**WORK REQUEST**
The reply must be the number of lines in the following material that include the word "ArrayDataContent", and nothing more.

━━━━━━━━━━━━━━━━━━━━━━━━━━━━━━

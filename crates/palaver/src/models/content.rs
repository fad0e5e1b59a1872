use serde::{Deserialize, Serialize};
use serde_json::Value;

fn is_false(value: &bool) -> bool {
    !*value
}

#[derive(Debug, Clone, PartialEq, Serialize, Deserialize)]
#[serde(rename_all = "camelCase")]
pub struct TextContent {
    pub text: String,
    #[serde(default, skip_serializing_if = "is_false")]
    pub cached: bool,
}

#[derive(Debug, Clone, PartialEq, Serialize, Deserialize)]
#[serde(rename_all = "camelCase")]
pub struct ImageContent {
    /// Transfer encoding of `data`, in practice always `base64`
    pub encoding: String,
    pub media_type: String,
    pub data: String,
    #[serde(default, skip_serializing_if = "is_false")]
    pub cached: bool,
}

#[derive(Debug, Clone, PartialEq, Serialize, Deserialize)]
#[serde(rename_all = "camelCase")]
pub struct PdfContent {
    pub encoding: String,
    pub data: String,
    #[serde(default, skip_serializing_if = "is_false")]
    pub cached: bool,
}

/// An opaque thinking trace. The signature must be sent back untouched.
#[derive(Debug, Clone, PartialEq, Serialize, Deserialize)]
#[serde(rename_all = "camelCase")]
pub struct ReasoningContent {
    pub text: String,
    #[serde(skip_serializing_if = "Option::is_none")]
    pub signature: Option<String>,
    #[serde(default, skip_serializing_if = "is_false")]
    pub cached: bool,
}

#[derive(Debug, Clone, PartialEq, Serialize, Deserialize)]
#[serde(rename_all = "camelCase")]
pub struct ToolUse {
    pub id: String,
    pub name: String,
    pub input: Value,
    #[serde(default, skip_serializing_if = "is_false")]
    pub cached: bool,
}

/// The payload of a tool result: either content produced by a handler, or a raw value
#[derive(Debug, Clone, PartialEq, Serialize, Deserialize)]
#[serde(untagged)]
pub enum ToolResultContent {
    Contents(Vec<Content>),
    Raw(Value),
}

#[derive(Debug, Clone, PartialEq, Serialize, Deserialize)]
#[serde(rename_all = "camelCase")]
pub struct ToolResult {
    /// Id of the tool use this result answers
    pub id: String,
    pub content: ToolResultContent,
    #[serde(default, skip_serializing_if = "is_false")]
    pub cached: bool,
}

#[derive(Debug, Clone, PartialEq, Serialize, Deserialize)]
#[serde(rename_all = "camelCase")]
pub struct ArrayDataContent {
    pub data: Value,
    #[serde(default, skip_serializing_if = "is_false")]
    pub cached: bool,
}

#[derive(Debug, Clone, PartialEq, Serialize, Deserialize)]
#[serde(tag = "type", rename_all = "camelCase")]
/// Content passed to or from an LLM
pub enum Content {
    Text(TextContent),
    Image(ImageContent),
    Pdf(PdfContent),
    Reasoning(ReasoningContent),
    ToolUse(ToolUse),
    ToolResult(ToolResult),
    ArrayData(ArrayDataContent),
}

impl Content {
    pub fn text<S: Into<String>>(text: S) -> Self {
        Content::Text(TextContent {
            text: text.into(),
            cached: false,
        })
    }

    /// Base64 image content
    pub fn image<S: Into<String>, T: Into<String>>(media_type: S, data: T) -> Self {
        Content::Image(ImageContent {
            encoding: "base64".to_string(),
            media_type: media_type.into(),
            data: data.into(),
            cached: false,
        })
    }

    /// Base64 pdf content
    pub fn pdf<S: Into<String>>(data: S) -> Self {
        Content::Pdf(PdfContent {
            encoding: "base64".to_string(),
            data: data.into(),
            cached: false,
        })
    }

    pub fn reasoning<S: Into<String>>(text: S, signature: Option<String>) -> Self {
        Content::Reasoning(ReasoningContent {
            text: text.into(),
            signature,
            cached: false,
        })
    }

    pub fn tool_use<S: Into<String>, N: Into<String>>(id: S, name: N, input: Value) -> Self {
        Content::ToolUse(ToolUse {
            id: id.into(),
            name: name.into(),
            input,
            cached: false,
        })
    }

    pub fn tool_result<S: Into<String>>(id: S, contents: Vec<Content>) -> Self {
        Content::ToolResult(ToolResult {
            id: id.into(),
            content: ToolResultContent::Contents(contents),
            cached: false,
        })
    }

    pub fn tool_result_raw<S: Into<String>>(id: S, value: Value) -> Self {
        Content::ToolResult(ToolResult {
            id: id.into(),
            content: ToolResultContent::Raw(value),
            cached: false,
        })
    }

    pub fn array_data(data: Value) -> Self {
        Content::ArrayData(ArrayDataContent {
            data,
            cached: false,
        })
    }

    /// Mark this content as a prompt cache breakpoint
    pub fn with_cache(mut self) -> Self {
        match &mut self {
            Content::Text(c) => c.cached = true,
            Content::Image(c) => c.cached = true,
            Content::Pdf(c) => c.cached = true,
            Content::Reasoning(c) => c.cached = true,
            Content::ToolUse(c) => c.cached = true,
            Content::ToolResult(c) => c.cached = true,
            Content::ArrayData(c) => c.cached = true,
        }
        self
    }

    pub fn is_cached(&self) -> bool {
        match self {
            Content::Text(c) => c.cached,
            Content::Image(c) => c.cached,
            Content::Pdf(c) => c.cached,
            Content::Reasoning(c) => c.cached,
            Content::ToolUse(c) => c.cached,
            Content::ToolResult(c) => c.cached,
            Content::ArrayData(c) => c.cached,
        }
    }

    /// Get the text content if this is a TextContent variant
    pub fn as_text(&self) -> Option<&str> {
        match self {
            Content::Text(text) => Some(&text.text),
            _ => None,
        }
    }

    pub fn as_tool_use(&self) -> Option<&ToolUse> {
        match self {
            Content::ToolUse(tool_use) => Some(tool_use),
            _ => None,
        }
    }

    pub fn as_tool_result(&self) -> Option<&ToolResult> {
        match self {
            Content::ToolResult(tool_result) => Some(tool_result),
            _ => None,
        }
    }
}
//! Path addressed file storage confined to a sandbox
//!
//! Every path is relative to the sandbox root; a leading `/` is ignored. Paths are checked
//! syntactically by [`check_path`] before a backend touches anything, and the filesystem
//! backend additionally resolves symlinks to keep every access under its base directory.
pub mod filesystem;
pub mod memory;

use thiserror::Error;

#[non_exhaustive]
#[derive(Error, Debug, Clone, PartialEq, Eq)]
pub enum StorageError {
    #[error("File not found")]
    FileNotFound,

    #[error("File already exists")]
    FileExists,

    #[error("A directory exists at this path")]
    DirectoryExists,

    #[error("A file exists at this path")]
    FileInTheWay,

    #[error("Directory already exists")]
    DirectoryAlreadyExists,

    #[error("Directory is not empty")]
    DirectoryNotEmpty,

    #[error("Directory not found")]
    DirectoryNotFound,

    #[error("Cannot delete root directory")]
    DeleteRoot,

    #[error("Cannot rename root directory")]
    RenameRoot,

    #[error("Cannot move a directory into itself")]
    IntoItself,

    #[error("Source file not found")]
    SourceNotFound,

    #[error("Destination file already exists")]
    DestinationFileExists,

    #[error("Destination already exists")]
    DestinationExists,

    #[error("Path contains null bytes")]
    NullByte,

    #[error("Path contains dangerous sequence")]
    DangerousPath,

    #[error("Path is not in base directory or contains invalid characters")]
    OutsideBase,

    #[error("Invalid base directory: {0}")]
    InvalidBase(String),

    #[error("{0}")]
    Io(String),
}

impl From<std::io::Error> for StorageError {
    fn from(error: std::io::Error) -> Self {
        StorageError::Io(error.to_string())
    }
}

pub type StorageResult<T> = Result<T, StorageError>;

#[derive(Debug, Clone, PartialEq, Eq)]
pub struct Entry {
    pub name: String,
    pub is_directory: bool,
}

impl Entry {
    pub fn file(name: impl Into<String>) -> Self {
        Self {
            name: name.into(),
            is_directory: false,
        }
    }

    pub fn directory(name: impl Into<String>) -> Self {
        Self {
            name: name.into(),
            is_directory: true,
        }
    }
}

/// A sandboxed file store. Callers serialize mutations against one instance.
pub trait Storage: Send + Sync {
    fn get_file(&self, path: &str) -> StorageResult<String>;

    /// Overwrite an existing file
    fn set_file(&self, path: &str, content: &str) -> StorageResult<()>;

    /// Write a new file, creating missing parent directories
    fn create_file(&self, path: &str, content: &str) -> StorageResult<()>;

    fn delete_file(&self, path: &str) -> StorageResult<()>;

    fn rename_file(&self, from: &str, to: &str) -> StorageResult<()>;

    /// Entries directly under a directory, sorted by name
    fn list_directory(&self, path: &str) -> StorageResult<Vec<Entry>>;

    fn create_directory(&self, path: &str) -> StorageResult<()>;

    /// Remove an empty directory
    fn delete_directory(&self, path: &str) -> StorageResult<()>;

    /// Move a directory with everything below it
    fn rename_directory(&self, from: &str, to: &str) -> StorageResult<()>;

    fn is_file(&self, path: &str) -> bool;

    fn is_directory(&self, path: &str) -> bool;
}

/// Reject unsafe paths and normalize the rest to a root relative form, `""` being the root
pub fn check_path(path: &str) -> StorageResult<String> {
    if path.contains('\0') {
        return Err(StorageError::NullByte);
    }
    let relative = path.trim_start_matches('/');
    if relative.starts_with("./")
        || relative == "."
        || relative.contains("../")
        || relative.split('/').any(|segment| segment == "..")
    {
        return Err(StorageError::DangerousPath);
    }
    Ok(relative.trim_end_matches('/').to_string())
}

#[cfg(test)]
mod tests {
    use super::*;

    #[test]
    fn test_check_path() {
        assert_eq!(check_path("/notes/a.txt").unwrap(), "notes/a.txt");
        assert_eq!(check_path("notes/").unwrap(), "notes");
        assert_eq!(check_path("/").unwrap(), "");
        assert_eq!(check_path("").unwrap(), "");
        assert_eq!(check_path("a/.hidden").unwrap(), "a/.hidden");
    }

    #[test]
    fn test_check_path_rejects() {
        assert_eq!(check_path("a\0b"), Err(StorageError::NullByte));
        for path in ["./a", ".", "/.", "../etc/passwd", "a/../../b", "a/..", "..", "/./a"] {
            assert_eq!(check_path(path), Err(StorageError::DangerousPath), "{}", path);
        }
    }
}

━━━━━━━━━━━━━━━━━━━━━━━━━━━━━━

**ANSWER AREA**
3